Mballo Chérif, Makarenkov Vladimir
Département d'informatique, Université du Québec à Montréal, Montreal, Québec, Canada.
Comb Chem High Throughput Screen. 2010 Jun;13(5):430-41. doi: 10.2174/138620710791292958.
High-throughput screening (HTS) remains a very costly process notwithstanding many recent technological advances in the field of biotechnology. In this study we consider the application of machine learning methods for predicting experimental HTS measurements.
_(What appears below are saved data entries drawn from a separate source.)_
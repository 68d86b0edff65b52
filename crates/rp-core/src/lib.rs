//! railpost/crates/rp-core/src/lib.rs
//!
//! The central domain logic and interface definitions for Railpost.

pub mod models;
pub mod traits;
pub mod error;

// Re-exporting for easier access in other crates
pub use models::*;
pub use traits::*;
pub use error::*;


#[cfg(test)]
mod tests {
    use super::models::*;

    #[test]
    fn test_publication_json_shape() {
        let publication = Publication {
            id: 1,
            author: "alice".to_string(),
            title: "Hello".to_string(),
            content: "First post".to_string(),
            image: None,
            timestamp: chrono::Utc::now(),
            comments: vec![],
            is_favorite: false,
        };
        let json = serde_json::to_value(&publication).expect("serialize");
        // Stable camelCase contract for the presentation layer
        assert_eq!(json["isFavorite"], serde_json::json!(false));
        assert!(json.get("image").is_none(), "absent image must be omitted");
        assert!(json["timestamp"].is_string());
    }

    #[test]
    fn test_comment_id_high_water_mark() {
        let mut publication = Publication {
            id: 7,
            author: "alice".to_string(),
            title: "T".to_string(),
            content: "C".to_string(),
            image: None,
            timestamp: chrono::Utc::now(),
            comments: vec![],
            is_favorite: false,
        };
        assert_eq!(publication.next_comment_id(), 1);
        publication.comments.push(Comment {
            id: 4,
            author: "bob".to_string(),
            content: "late import".to_string(),
            timestamp: chrono::Utc::now(),
        });
        assert_eq!(publication.next_comment_id(), 5);
    }
}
Such a virtual HTS analysis can be based on the results of real HTS campaigns carried out with similar compounds libraries and similar drug targets. In this way, we analyzed Test assay from McMaster University Data Mining and Docking Competition using binary decision trees, neural networks, support vector machines (SVM), linear discriminant analysis, k-nearest neighbors and partial least squares. First, we studied separately the sets of molecular and atomic descriptors in order to establish which of them provides a better prediction. Then, the comparison of the six considered machine learning methods was made in terms of false positives and false negatives, method's sensitivity and enrichment factor. Finally, a variable selection procedure allowing one to improve the method's sensitivity was implemented and applied in the framework of polynomial SVM.
尽管生物技术领域最近有许多技术进步,但高通量筛选(HTS)仍然是一个非常昂贵的过程。在本研究中,我们考虑应用机器学习方法来预测高通量筛选实验测量结果。这种虚拟高通量筛选分析可以基于使用类似化合物库和类似药物靶点进行的实际高通量筛选活动的结果。通过这种方式,我们使用二叉决策树、神经网络、支持向量机(SVM)、线性判别分析、k近邻和偏最小二乘法分析了麦克马斯特大学数据挖掘与对接竞赛中的测试分析。首先,我们分别研究了分子和原子描述符集,以确定其中哪一个能提供更好的预测。然后,根据假阳性和假阴性、方法的灵敏度和富集因子对六种机器学习方法进行了比较。最后,实施了一种变量选择程序,以提高方法的灵敏度,并将其应用于多项式支持向量机框架中。